Task description
Go through the material line by line and copy each one with the word "TransportError".

Source material

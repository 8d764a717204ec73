//! Network transport for Survana
//!
//! Completed responses leave the browser as one JSON POST. Transports never
//! retry; the caller decides what a failed delivery means.

pub mod http;

use async_trait::async_trait;
use serde_json::Value;
use thiserror::Error;

pub use http::HttpTransport;

/// Error types for transport operations
#[derive(Error, Debug)]
pub enum TransportError {
    #[error("Request failed: {0}")]
    RequestFailed(String),

    #[error("Server rejected payload with status {0}")]
    Rejected(u16),

    #[error("No endpoint configured")]
    NoEndpoint,
}

/// Trait for delivering JSON payloads to a server
#[async_trait]
pub trait Transport: Send + Sync {
    /// POST `payload` as JSON to `url`
    async fn post_json(&self, url: &str, payload: &Value) -> Result<(), TransportError>;
}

Result of the task
pub enum TransportError {
    async fn post_json(&self, url: &str, payload: &Value) -> Result<(), TransportError>;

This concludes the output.